FDA urges “black box” warning on pediatric antidepressants

Wayne Kondro 1
PMCID: PMC522639  PMID: 15477614

A blue-ribbon scientific advisory panel has urged the US Food and Drug Administration (FDA) to include “black box” warnings on selective serotonin reuptake inhibitors (SSRIs) advising of the increased risk of suicidal behaviour among pediatric users. Black box warnings are typically reserved for lethal drugs.

The panel's vote on Sept. 14 followed 2 days of often-emotional testimony from parents who were unaware of the risks of SSRIs before the suicides of their children.

The FDA, which isn't obliged to adopt the recommendations of its scientific advisory panels, but has typically done so, states that it is changing labels to “enhance the warning” and “bolster the information provided to patients.”

The panel had also urged the FDA to insist that parents sign consent forms indicating that they understand the risks before their child begins taking SSRIs, and that brochures be distributed to parents outlining the pros and cons of their use.

It did not, however, conduct a vote on whether to follow the lead of Great Britain and impose an outright ban on pediatric use of SSRIs other than fluoxetine (Prozac).

In June 2004, Health Canada issued a general warning about SSRIs, although it had not found a “direct link between taking SSRIs and incidents of death.” The FDA issued an advisory in March.

FDA figures indicate that over 10 million, or roughly 7% of antidepressant prescriptions, are now written for American children annually.

The 2-day hearing to examine updated information about pediatric use of SSRIs was convened in the face of accusations that the FDA had been complicit in suppressing negative findings of clinical trials of the drugs after a series of leaked internal memos indicated it had gone to extraordinary lengths to stave-off a British-style prohibition.

Senior FDA epidemiologist Dr. Andrew D. Mosholder recommended a ban last December after reviewing 22 clinical trials involving 9 SSRIs. He found that 74 of 2298 adolescents taking antidepressants experienced a suicide-related event, as compared to 34 of 1952 children on placebos. He concluded that children on antidepressants were 1.89 times more likely to become suicidal.

But the FDA barred him from presenting his conclusions to a committee in February on the grounds that his analysis may have been skewed by misclassification of so-called “suicide-related events,” some of which may have been accidents.

The FDA opted to ask manufacturers to revise labels to urge closer monitoring of children, while commissioning researchers at Columbia University to re-examine the data.

According to an Aug. 16 memo written by Mosholder, this re-analysis indicated that children using the 9 antidepressants — paroxetine (Paxil); sertraline (Zoloft); venlafaxine (Effexor); fluoxetine (Prozac); citalopram (Celexa); mirtazapine (Remeron); nefazodone (Serzone), fluvoxamine (Luvox) and bupropion (Wellbutrin) — are 1.8 times more likely to become suicidal, with the rate varying from as low as 0.9 for fluoxetine to as high as 5.5 for fluvoxamine.

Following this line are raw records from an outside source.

/// Per-model rate limit configuration
#[derive(Debug, Clone, Copy, PartialEq, Serialize, Deserialize)]
pub struct RateLimitConfig {
    /// Requests allowed per window
    pub max_requests: u32,
    /// Window length in seconds
    pub per_seconds: u32,
    /// Bucket capacity; defaults to `max_requests`, must not be smaller
    #[serde(default)]
    pub burst_size: Option<u32>,
}

impl RateLimitConfig {
    /// Effective bucket capacity
    pub fn capacity(&self) -> u32 {
        self.burst_size.unwrap_or(self.max_requests)
    }

    /// Refill rate in tokens per second
    pub fn refill_rate(&self) -> f64 {
        f64::from(self.max_requests) / f64::from(self.per_seconds.max(1))
    }
}

/// Capability and pricing metadata for a model
///
/// Unknown keys are preserved so catalog conventions (priority, vendor
/// hints) survive round-trips without the core assigning them meaning.
#[derive(Debug, Clone, Default, Deserialize)]
pub struct ModelConfig {
    /// Context window in tokens
    #[serde(default)]
    pub context_window: Option<u32>,
    /// Whether the model accepts image inputs
    #[serde(default)]
    pub supports_vision: bool,
    /// Whether the model supports tool calling
    #[serde(default)]
    pub supports_tools: bool,
    /// Whether the model accepts audio inputs
    #[serde(default)]
    pub supports_audio: bool,
    /// Whether the model accepts video inputs
    #[serde(default)]
    pub supports_video: bool,
    /// Uniform price per 1k tokens (prompt + completion)
    #[serde(default)]
    pub cost_per_1k_tokens: Option<f64>,
    /// Separate price per 1k completion tokens
    #[serde(default)]
    pub cost_per_1k_completion_tokens: Option<f64>,
    /// Unrecognized keys kept verbatim
    #[serde(flatten)]
    pub extra: IndexMap<String, Value>,
}

impl ModelConfig {
    /// Cost of a call given token counts, `None` when either the counts
    /// or the pricing are absent
    ///
    /// With a completion-specific rate, prompt tokens are billed at the
    /// uniform rate (when present) and completion tokens at their own;
    /// otherwise the uniform rate covers the total.
    pub fn cost(&self, prompt_tokens: Option<u64>, completion_tokens: Option<u64>) -> Option<f64> {
        if prompt_tokens.is_none() && completion_tokens.is_none() {
            return None;
        }

        let mut cost = 0.0;
        match (self.cost_per_1k_tokens, self.cost_per_1k_completion_tokens) {
            (uniform, Some(completion_rate)) => {
                if let Some(tokens) = completion_tokens {
                    cost += tokens as f64 / 1000.0 * completion_rate;
                }
                if let (Some(rate), Some(tokens)) = (uniform, prompt_tokens) {
                    cost += tokens as f64 / 1000.0 * rate;
                }
            }
            (Some(rate), None) => {
                let total = prompt_tokens.unwrap_or(0) + completion_tokens.unwrap_or(0);
                cost = total as f64 / 1000.0 * rate;
            }
            (None, None) => return None,
        }

        (cost > 0.0).then(|| (cost * 1e6).round() / 1e6)
    }
}

/// A routable model entry
#[derive(Debug, Clone, Deserialize)]
pub struct Model {
    /// Name unique within its provider
    pub name: String,
    /// Owning provider name
    pub provider_name: String,
    /// Human-facing name
    #[serde(default)]
    pub display_name: Option<String>,
    /// Free-form description
    #[serde(default)]
    pub description: Option<String>,
    /// Identifier sent upstream; defaults to `name`
    #[serde(default)]
    pub remote_identifier: Option<String>,
    /// Routing tags (lowercased, deduplicated, order preserved)
    #[serde(default, deserialize_with = "deserialize_tags")]
    pub tags: Vec<String>,
    /// Parameters merged under every request (caller wins)
    #[serde(default)]
    pub default_params: IndexMap<String, Value>,
    /// Capability and pricing metadata
    #[serde(default)]
    pub config: ModelConfig,
    /// Optional per-model rate limit
    #[serde(default)]
    pub rate_limit: Option<RateLimitConfig>,
    /// Whether the model accepts traffic
    #[serde(default = "default_true")]
    pub is_active: bool,
}

impl Model {
    /// `provider/model` coordinates used in keys, allow-lists, and records
    pub fn qualified_name(&self) -> String {
        format!("{}/{}", self.provider_name, self.name)
    }

    /// Identifier to send upstream
    pub fn remote_identifier(&self) -> &str {
        self.remote_identifier.as_deref().unwrap_or(&self.name)
    }

    /// Whether this model's tag set contains every queried tag
    pub fn has_tags(&self, wanted: &[String]) -> bool {
        wanted.iter().all(|tag| self.tags.iter().any(|t| t == tag))
    }
}

/// Upper bounds a credential imposes on request parameters
///
/// Values above a limit are clamped down rather than rejected.
#[derive(Debug, Clone, Default, Deserialize)]
pub struct ParameterLimits {
    /// Cap on `max_tokens`
    #[serde(default)]
    pub max_tokens: Option<u64>,
    /// Cap on `temperature`
    #[serde(default)]
    pub temperature: Option<f64>,
    /// Cap on `top_p`
    #[serde(default)]
    pub top_p: Option<f64>,
    /// Cap on `frequency_penalty`
    #[serde(default)]
    pub frequency_penalty: Option<f64>,
    /// Cap on `presence_penalty`
    #[serde(default)]
    pub presence_penalty: Option<f64>,
    /// Caps on arbitrary numeric parameters
    #[serde(default)]
    pub custom_limits: IndexMap<String, f64>,
}

impl ParameterLimits {
    /// Clamp every limited parameter in `params` down to its bound
    ///
    /// Non-numeric caller values are left untouched; the adapters will
    /// surface those as upstream validation errors.
    pub fn clamp(&self, params: &mut IndexMap<String, Value>) {
        clamp_number(params, "max_tokens", self.max_tokens.map(|v| v as f64));
        clamp_number(params, "temperature", self.temperature);
        clamp_number(params, "top_p", self.top_p);
        clamp_number(params, "frequency_penalty", self.frequency_penalty);
        clamp_number(params, "presence_penalty", self.presence_penalty);
        for (key, limit) in &self.custom_limits {
            clamp_number(params, key, Some(*limit));
        }
    }
}

fn clamp_number(params: &mut IndexMap<String, Value>, key: &str, limit: Option<f64>) {
    let Some(limit) = limit else { return };
    let Some(value) = params.get(key).and_then(Value::as_f64) else {
        return;
    };
    if value > limit {
        let clamped = if limit.fract() == 0.0 && value.fract() == 0.0 {
            Value::from(limit as i64)
        } else {
            Value::from(limit)
        };
        params.insert(key.to_owned(), clamped);
    }
}

/// An access credential
#[derive(Debug, Clone, Deserialize)]
pub struct Credential {
    /// Stable identifier (used by sessions; never the secret)
    pub id: String,
    /// Secret source; a dangling env reference disables the credential
    pub secret: KeySource,
    /// Human-facing label
    #[serde(default)]
    pub name: Option<String>,
    /// Whether the credential is usable
    #[serde(default = "default_true")]
    pub is_active: bool,
    /// Allowed `provider/model` coordinates (or bare model names);
    /// `None` means unrestricted
    #[serde(default)]
    pub allowed_models: Option<Vec<String>>,
    /// Allowed provider names; `None` means unrestricted
    #[serde(default)]
    pub allowed_providers: Option<Vec<String>>,
    /// Upper bounds on request parameters
    #[serde(default)]
    pub parameter_limits: Option<ParameterLimits>,
}

impl Credential {
    /// Compare a presented secret against this credential
    ///
    /// Constant-time over the stored value; an unresolvable or inactive
    /// credential never matches.
    pub fn matches_secret(&self, presented: &str) -> bool {
        if !self.is_active {
            return false;
        }
        let Some(stored) = self.secret.resolve() else {
            return false;
        };
        constant_time_eq(stored.expose_secret().as_bytes(), presented.as_bytes())
    }

    /// Whether this credential may call `provider/model`
    pub fn allows_model(&self, provider_name: &str, model_name: &str) -> bool {
        if !self.is_active {
            return false;
        }
        if let Some(providers) = &self.allowed_providers
            && !providers.iter().any(|p| p == provider_name)
        {
            return false;
        }
        if let Some(models) = &self.allowed_models {
            let qualified = format!("{provider_name}/{model_name}");
            if !models.iter().any(|m| m == &qualified || m == model_name) {
                return false;
            }
        }
        true
    }
}

/// Tag-routed selection query
#[derive(Debug, Clone, Default, Deserialize)]
pub struct ModelQuery {
    /// Tags the candidate's tag set must contain (empty matches everything)
    #[serde(default)]
    pub tags: Vec<String>,
    /// Provider types to keep (empty keeps all)
    #[serde(default)]
    pub provider_types: Vec<ProviderType>,
    /// Include inactive models and providers
    #[serde(default)]
    pub include_inactive: bool,
}

/// Lowercase, trim, and deduplicate a tag list preserving first-seen order
pub fn normalize_tags<I, S>(tags: I) -> Vec<String>
where
    I: IntoIterator<Item = S>,
    S: AsRef<str>,
{
    let mut seen = Vec::new();
    for tag in tags {
        let tag = tag.as_ref().trim().to_lowercase();
        if !tag.is_empty() && !seen.contains(&tag) {
            seen.push(tag);
        }
    }
    seen
}

fn deserialize_tags<'de, D>(deserializer: D) -> Result<Vec<String>, D::Error>
where
    D: serde::Deserializer<'de>,
{
    let raw = Vec::<String>::deserialize(deserializer)?;
    Ok(normalize_tags(raw))
}

/// Byte-wise equality without early exit
///
/// The accumulated difference is folded over every byte so timing does not
/// reveal the first mismatching position. Length is compared first; only
/// the secret's length is observable, not its contents.
pub fn constant_time_eq(a: &[u8], b: &[u8]) -> bool {
    if a.len() != b.len() {
        return false;
    }
    let mut diff = 0u8;
    for (x, y) in a.iter().zip(b) {
        diff |= x ^ y;
    }
    diff == 0
}

const fn default_true() -> bool {
    true
}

The re-analysis also concluded that the suicide risk estimates for the 2 most widely-used drugs, paroxetine and venlafaxine, among the 2298 adolescent users, was even higher than Mosholder had projected.

In suppressing Mosholder's conclusions, the FDA argued “inconsistencies” in clinical trial results made it difficult to know whether additional regulatory action was needed, with the apparent increased risk of suicidality needing to be balanced against the known risk of suicide when depression goes untreated.

The FDA advanced a similar argument earlier this month in response to charges that its suppression of the negative research findings also included efforts to dissuade drug companies from including stronger warnings on their labels.

Pfizer vice-president Cathryn M. Clary told the US House Energy and Commerce subcommittee Sept. 9 that her firm was instructed by the FDA to not mention on sertraline labels that 2 studies had found the medication no more effective than placebo. In a letter to the firm filed with the subcommittee, the FDA said “we do not feel it would be useful to describe these negative trials in labelling, since these may be misinterpreted as evidence that Zoloft does not work.”

FDA Deputy Commissioner for Operations Janet Woodcock also confirmed before the subcommittee that the agency had instructed Wyeth Pharmaceuticals that, rather than using the new warnings on labels for their drug venlafaxine, they should simply include a caution that physicians monitor the risk of suicide. Woodcock contended the FDA did not want to create the impression that the antidepressants were ineffective for children.

Concern that the FDA has been complicit in withholding information prompted Massachusetts congressman Edward J. Markey and California congressmen Henry A. Waxman to announce that they will introduce legislation requiring registry of all clinical trials and mandatory disclosure of all results.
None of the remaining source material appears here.